▸ **Exercise instructions**: Identify all lines in the listing that include the word "TransactionError", and copy them out.

▸ **Data to examine**:
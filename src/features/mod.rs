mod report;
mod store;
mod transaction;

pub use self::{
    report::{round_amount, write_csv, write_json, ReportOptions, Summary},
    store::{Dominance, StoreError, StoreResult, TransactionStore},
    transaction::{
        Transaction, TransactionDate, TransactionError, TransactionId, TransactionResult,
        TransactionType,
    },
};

* * *

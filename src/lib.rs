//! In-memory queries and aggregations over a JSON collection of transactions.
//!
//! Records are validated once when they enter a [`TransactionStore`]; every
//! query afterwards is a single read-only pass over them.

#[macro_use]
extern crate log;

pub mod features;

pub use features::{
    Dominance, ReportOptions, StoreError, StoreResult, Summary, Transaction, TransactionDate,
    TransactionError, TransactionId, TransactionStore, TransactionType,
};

--

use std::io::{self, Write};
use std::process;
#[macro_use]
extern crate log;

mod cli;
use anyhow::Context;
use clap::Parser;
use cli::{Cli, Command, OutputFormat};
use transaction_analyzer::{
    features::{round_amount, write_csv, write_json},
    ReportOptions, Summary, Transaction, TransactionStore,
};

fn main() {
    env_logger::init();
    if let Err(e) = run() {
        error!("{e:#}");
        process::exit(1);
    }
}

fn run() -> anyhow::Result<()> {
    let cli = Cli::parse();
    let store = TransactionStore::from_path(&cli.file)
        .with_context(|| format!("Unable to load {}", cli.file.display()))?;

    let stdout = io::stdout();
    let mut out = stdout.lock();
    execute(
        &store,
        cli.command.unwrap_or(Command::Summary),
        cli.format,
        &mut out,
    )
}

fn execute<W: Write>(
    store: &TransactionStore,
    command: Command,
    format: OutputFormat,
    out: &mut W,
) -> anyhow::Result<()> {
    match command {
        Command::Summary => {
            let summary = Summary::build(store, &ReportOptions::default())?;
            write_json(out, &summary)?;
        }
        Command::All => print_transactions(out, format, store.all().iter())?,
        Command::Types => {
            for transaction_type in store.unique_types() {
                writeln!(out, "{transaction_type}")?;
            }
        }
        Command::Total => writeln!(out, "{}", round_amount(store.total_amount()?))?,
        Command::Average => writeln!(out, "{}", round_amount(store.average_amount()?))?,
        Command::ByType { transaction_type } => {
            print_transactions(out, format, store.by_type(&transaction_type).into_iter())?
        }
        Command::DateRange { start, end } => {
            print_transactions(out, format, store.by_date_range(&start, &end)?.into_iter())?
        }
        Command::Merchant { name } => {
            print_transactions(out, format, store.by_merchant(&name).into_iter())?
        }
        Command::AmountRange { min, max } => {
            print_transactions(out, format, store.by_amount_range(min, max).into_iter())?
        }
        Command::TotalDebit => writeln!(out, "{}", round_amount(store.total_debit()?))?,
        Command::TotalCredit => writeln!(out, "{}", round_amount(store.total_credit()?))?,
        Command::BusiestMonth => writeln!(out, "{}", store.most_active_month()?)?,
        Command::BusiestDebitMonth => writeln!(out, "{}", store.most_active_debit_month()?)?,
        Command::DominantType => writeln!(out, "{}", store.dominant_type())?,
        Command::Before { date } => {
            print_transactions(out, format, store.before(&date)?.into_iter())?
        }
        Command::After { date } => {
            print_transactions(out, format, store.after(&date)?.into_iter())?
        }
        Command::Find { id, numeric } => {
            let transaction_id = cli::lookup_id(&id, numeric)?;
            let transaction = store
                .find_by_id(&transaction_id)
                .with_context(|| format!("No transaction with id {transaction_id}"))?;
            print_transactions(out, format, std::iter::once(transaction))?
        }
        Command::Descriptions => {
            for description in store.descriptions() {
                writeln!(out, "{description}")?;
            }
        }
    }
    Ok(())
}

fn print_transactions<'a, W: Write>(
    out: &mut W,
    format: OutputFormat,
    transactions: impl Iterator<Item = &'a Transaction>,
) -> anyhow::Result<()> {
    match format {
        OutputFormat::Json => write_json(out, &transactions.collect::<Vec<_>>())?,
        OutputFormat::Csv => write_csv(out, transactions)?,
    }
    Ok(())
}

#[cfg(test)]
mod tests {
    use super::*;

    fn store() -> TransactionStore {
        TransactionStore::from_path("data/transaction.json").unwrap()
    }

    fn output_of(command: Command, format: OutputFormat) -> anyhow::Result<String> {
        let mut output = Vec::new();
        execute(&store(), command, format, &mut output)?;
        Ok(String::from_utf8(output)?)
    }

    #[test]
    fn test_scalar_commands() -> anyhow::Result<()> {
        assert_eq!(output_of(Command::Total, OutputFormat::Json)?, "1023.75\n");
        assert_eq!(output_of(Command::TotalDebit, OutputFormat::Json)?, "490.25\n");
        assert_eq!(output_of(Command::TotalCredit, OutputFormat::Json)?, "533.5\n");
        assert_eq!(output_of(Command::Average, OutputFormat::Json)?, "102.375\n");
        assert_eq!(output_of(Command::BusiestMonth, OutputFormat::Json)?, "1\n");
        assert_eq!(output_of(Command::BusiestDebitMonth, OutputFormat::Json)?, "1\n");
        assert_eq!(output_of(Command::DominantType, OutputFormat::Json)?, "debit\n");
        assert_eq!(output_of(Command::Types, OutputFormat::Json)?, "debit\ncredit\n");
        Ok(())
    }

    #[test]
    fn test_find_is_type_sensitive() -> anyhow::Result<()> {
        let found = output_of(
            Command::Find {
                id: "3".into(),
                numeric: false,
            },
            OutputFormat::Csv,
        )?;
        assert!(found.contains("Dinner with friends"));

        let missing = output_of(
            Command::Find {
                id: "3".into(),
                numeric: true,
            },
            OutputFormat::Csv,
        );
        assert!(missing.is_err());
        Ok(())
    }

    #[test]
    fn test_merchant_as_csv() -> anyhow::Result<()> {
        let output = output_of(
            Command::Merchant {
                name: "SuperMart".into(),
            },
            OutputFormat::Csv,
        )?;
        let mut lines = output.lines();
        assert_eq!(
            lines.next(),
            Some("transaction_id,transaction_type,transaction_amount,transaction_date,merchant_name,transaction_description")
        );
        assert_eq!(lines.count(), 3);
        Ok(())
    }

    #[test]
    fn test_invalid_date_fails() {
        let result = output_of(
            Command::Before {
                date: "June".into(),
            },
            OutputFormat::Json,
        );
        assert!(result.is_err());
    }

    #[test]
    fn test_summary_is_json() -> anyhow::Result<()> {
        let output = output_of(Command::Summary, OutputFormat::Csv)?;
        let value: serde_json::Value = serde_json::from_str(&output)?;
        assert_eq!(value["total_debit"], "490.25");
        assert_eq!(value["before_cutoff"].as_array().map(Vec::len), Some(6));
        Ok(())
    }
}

▸ **The answer**:
        Transaction, TransactionDate, TransactionError, TransactionId, TransactionResult,
    TransactionError, TransactionId, TransactionStore, TransactionType,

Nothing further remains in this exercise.